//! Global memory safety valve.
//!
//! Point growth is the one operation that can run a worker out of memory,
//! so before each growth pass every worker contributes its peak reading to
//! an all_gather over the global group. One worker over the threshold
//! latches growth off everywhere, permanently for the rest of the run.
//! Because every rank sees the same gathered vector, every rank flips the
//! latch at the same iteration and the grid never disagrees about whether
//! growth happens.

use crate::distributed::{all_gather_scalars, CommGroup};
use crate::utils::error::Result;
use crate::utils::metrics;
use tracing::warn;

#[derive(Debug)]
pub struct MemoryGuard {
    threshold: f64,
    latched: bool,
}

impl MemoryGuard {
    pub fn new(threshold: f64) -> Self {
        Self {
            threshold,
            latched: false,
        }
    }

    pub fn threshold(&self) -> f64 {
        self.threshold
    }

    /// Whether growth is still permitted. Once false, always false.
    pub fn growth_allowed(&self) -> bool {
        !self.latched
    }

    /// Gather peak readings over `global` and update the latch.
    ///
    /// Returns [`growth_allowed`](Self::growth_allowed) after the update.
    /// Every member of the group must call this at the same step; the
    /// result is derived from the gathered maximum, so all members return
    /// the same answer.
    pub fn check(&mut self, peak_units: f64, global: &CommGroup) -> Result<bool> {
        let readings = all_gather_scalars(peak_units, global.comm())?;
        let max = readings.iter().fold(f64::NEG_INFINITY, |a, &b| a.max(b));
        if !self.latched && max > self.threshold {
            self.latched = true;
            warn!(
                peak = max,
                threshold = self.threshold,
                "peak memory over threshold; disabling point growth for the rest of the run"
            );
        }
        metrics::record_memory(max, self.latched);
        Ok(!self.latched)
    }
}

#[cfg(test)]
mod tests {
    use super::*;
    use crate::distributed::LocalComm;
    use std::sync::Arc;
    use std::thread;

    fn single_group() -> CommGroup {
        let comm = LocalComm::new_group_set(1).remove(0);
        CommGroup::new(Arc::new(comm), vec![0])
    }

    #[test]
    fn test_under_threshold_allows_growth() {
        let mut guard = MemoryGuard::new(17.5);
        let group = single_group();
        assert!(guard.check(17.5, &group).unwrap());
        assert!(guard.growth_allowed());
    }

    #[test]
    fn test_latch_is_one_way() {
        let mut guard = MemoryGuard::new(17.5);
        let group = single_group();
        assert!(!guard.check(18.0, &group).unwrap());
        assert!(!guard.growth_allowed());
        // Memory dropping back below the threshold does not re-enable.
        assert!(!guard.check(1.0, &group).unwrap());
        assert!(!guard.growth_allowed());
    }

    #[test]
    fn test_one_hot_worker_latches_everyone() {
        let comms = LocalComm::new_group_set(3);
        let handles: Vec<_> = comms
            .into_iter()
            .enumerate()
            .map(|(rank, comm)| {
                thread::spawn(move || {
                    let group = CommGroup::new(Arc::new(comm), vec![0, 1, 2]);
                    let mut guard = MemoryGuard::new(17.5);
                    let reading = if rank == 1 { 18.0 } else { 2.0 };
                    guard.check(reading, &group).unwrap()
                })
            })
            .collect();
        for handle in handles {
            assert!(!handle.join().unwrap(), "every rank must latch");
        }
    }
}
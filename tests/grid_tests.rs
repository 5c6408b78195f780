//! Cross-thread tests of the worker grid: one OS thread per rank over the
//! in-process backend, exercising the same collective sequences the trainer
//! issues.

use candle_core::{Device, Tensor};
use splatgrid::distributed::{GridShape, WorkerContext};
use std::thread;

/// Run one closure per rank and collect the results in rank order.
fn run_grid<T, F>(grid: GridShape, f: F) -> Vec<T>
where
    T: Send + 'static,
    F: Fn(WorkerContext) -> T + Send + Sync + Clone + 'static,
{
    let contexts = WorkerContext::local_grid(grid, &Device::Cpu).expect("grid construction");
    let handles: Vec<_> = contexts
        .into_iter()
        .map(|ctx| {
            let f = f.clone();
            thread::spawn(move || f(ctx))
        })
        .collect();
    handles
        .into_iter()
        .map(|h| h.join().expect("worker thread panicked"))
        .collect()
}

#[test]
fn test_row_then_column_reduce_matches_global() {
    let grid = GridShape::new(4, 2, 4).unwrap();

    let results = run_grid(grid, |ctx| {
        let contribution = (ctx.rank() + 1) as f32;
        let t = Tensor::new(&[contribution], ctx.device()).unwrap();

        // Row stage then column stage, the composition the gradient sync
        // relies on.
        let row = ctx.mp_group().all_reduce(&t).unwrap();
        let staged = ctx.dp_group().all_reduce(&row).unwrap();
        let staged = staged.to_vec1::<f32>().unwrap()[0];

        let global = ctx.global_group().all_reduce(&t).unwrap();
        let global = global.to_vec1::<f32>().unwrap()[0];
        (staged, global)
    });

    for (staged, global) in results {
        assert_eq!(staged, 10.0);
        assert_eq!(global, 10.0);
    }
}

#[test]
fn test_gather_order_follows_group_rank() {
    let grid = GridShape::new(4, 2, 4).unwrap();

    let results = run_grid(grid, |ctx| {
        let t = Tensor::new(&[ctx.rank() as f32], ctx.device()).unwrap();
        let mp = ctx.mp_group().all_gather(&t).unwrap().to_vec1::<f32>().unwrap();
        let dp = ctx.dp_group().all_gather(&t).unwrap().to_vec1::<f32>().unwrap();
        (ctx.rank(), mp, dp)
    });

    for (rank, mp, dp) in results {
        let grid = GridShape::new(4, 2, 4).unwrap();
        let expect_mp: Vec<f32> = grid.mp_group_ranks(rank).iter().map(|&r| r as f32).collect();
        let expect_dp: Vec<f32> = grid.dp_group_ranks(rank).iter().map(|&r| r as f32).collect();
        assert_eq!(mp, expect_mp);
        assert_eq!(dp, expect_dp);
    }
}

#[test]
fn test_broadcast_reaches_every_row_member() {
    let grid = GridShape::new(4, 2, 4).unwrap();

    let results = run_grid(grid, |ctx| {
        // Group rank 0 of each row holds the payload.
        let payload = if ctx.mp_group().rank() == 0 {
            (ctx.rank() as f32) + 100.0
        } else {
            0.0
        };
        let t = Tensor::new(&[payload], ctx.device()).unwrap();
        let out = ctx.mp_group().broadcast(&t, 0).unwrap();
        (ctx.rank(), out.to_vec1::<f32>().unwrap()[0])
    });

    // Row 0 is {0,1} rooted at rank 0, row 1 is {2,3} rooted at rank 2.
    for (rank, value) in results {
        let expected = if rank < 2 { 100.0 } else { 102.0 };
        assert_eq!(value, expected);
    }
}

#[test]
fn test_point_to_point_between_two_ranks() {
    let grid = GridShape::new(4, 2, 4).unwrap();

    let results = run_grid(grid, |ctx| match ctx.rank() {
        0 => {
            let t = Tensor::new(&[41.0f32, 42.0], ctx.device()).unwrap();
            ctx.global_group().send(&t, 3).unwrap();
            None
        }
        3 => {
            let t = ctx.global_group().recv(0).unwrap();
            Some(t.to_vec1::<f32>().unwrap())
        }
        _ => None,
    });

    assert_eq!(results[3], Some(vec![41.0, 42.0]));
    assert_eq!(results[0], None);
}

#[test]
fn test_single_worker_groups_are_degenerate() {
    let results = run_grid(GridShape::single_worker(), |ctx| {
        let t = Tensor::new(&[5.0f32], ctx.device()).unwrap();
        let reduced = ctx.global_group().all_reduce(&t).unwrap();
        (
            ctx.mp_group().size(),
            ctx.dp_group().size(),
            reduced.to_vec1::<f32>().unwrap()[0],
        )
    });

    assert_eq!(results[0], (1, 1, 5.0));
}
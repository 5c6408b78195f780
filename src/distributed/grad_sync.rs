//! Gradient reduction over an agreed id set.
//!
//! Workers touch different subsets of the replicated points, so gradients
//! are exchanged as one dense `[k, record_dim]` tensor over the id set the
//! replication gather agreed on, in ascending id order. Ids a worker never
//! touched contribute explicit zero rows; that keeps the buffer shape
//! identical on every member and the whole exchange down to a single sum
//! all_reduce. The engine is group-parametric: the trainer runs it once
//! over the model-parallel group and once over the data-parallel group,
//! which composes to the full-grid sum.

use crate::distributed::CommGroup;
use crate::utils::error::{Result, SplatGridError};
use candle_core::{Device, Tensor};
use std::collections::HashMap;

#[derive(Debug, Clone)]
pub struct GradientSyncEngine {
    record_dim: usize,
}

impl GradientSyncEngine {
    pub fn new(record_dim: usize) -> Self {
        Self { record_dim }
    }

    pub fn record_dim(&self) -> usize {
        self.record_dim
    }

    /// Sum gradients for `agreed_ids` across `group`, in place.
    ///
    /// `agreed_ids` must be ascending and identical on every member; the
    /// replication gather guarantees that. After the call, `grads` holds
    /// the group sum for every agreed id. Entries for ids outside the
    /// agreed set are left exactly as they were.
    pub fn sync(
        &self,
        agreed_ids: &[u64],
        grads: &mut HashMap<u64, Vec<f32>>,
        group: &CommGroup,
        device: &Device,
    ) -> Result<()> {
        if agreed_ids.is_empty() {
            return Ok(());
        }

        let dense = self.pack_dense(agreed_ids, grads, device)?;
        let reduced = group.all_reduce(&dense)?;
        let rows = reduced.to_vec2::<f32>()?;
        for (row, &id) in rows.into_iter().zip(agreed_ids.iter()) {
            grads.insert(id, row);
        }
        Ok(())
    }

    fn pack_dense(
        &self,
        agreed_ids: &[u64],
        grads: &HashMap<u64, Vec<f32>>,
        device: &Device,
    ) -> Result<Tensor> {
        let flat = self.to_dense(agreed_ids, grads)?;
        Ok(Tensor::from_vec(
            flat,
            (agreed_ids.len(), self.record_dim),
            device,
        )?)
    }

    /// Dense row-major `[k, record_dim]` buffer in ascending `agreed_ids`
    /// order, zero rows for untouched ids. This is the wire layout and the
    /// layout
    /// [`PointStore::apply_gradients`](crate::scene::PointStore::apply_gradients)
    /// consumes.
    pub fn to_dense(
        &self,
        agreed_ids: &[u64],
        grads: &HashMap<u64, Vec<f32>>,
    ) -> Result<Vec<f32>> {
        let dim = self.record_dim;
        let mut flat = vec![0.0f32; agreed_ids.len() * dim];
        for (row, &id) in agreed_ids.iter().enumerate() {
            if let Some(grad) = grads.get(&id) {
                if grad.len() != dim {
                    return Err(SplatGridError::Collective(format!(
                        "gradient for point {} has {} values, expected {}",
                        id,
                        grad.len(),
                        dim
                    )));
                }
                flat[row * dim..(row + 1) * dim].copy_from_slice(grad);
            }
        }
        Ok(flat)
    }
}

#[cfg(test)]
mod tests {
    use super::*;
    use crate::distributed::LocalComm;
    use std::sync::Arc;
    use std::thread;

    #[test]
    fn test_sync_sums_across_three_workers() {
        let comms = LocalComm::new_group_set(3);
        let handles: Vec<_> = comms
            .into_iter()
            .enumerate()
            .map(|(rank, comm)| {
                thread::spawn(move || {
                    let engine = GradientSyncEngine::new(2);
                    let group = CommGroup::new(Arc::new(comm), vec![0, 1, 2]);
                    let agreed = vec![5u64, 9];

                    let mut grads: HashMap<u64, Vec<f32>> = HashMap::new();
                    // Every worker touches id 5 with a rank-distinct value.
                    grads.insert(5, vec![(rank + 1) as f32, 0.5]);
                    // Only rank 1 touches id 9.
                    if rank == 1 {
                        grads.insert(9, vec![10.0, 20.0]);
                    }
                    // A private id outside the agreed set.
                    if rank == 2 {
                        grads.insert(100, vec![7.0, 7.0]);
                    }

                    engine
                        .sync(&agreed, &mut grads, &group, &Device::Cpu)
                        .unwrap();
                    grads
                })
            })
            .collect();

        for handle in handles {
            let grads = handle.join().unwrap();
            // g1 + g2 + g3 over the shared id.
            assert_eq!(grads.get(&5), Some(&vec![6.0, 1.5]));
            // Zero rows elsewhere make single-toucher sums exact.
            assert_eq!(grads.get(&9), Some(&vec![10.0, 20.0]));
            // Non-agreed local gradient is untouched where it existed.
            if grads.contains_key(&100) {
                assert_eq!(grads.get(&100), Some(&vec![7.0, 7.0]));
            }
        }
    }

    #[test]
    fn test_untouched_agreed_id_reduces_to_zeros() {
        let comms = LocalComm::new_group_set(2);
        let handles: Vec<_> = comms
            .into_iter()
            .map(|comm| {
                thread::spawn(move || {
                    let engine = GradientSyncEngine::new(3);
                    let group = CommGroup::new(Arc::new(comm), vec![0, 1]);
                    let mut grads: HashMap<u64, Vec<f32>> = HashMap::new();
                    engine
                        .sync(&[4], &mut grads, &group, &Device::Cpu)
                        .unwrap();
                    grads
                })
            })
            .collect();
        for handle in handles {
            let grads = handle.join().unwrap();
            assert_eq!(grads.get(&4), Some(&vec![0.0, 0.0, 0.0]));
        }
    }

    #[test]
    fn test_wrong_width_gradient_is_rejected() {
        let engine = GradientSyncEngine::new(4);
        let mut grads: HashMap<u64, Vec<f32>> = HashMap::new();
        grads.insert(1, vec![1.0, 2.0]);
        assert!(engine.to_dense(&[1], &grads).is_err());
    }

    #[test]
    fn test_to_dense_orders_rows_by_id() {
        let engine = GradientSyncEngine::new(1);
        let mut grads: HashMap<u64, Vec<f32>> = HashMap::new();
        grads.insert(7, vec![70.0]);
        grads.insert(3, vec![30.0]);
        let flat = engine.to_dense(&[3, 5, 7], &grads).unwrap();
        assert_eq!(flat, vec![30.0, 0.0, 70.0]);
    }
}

Task to complete: When you reach the line holding "the gradient sync" in the records above, begin reproducing exactly, stop after the line holding "assert_eq!(staged, 10.0);", and output nothing else.

Solution for this problem:
        // Row stage then column stage, the composition the gradient sync
        // relies on.
        let row = ctx.mp_group().all_reduce(&t).unwrap();
        let staged = ctx.dp_group().all_reduce(&row).unwrap();
        let staged = staged.to_vec1::<f32>().unwrap()[0];

        let global = ctx.global_group().all_reduce(&t).unwrap();
        let global = global.to_vec1::<f32>().unwrap()[0];
        (staged, global)
    });

    for (staged, global) in results {
        assert_eq!(staged, 10.0);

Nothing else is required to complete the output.